◆ **Work task**
Check every line of the data and copy the ones where "bridge" appears.

Saved data entries:
· · · · ·
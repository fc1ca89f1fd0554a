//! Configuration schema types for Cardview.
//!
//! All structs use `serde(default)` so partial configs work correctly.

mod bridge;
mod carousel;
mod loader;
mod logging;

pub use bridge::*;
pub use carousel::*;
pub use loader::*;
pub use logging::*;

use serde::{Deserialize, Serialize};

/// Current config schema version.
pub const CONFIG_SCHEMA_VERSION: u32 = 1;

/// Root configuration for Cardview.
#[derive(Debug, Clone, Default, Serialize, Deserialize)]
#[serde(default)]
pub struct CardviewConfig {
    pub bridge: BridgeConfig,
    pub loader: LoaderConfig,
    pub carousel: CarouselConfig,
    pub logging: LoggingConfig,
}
· · · · ·
◆ **Exercise answer**
mod bridge;
pub use bridge::*;
    pub bridge: BridgeConfig,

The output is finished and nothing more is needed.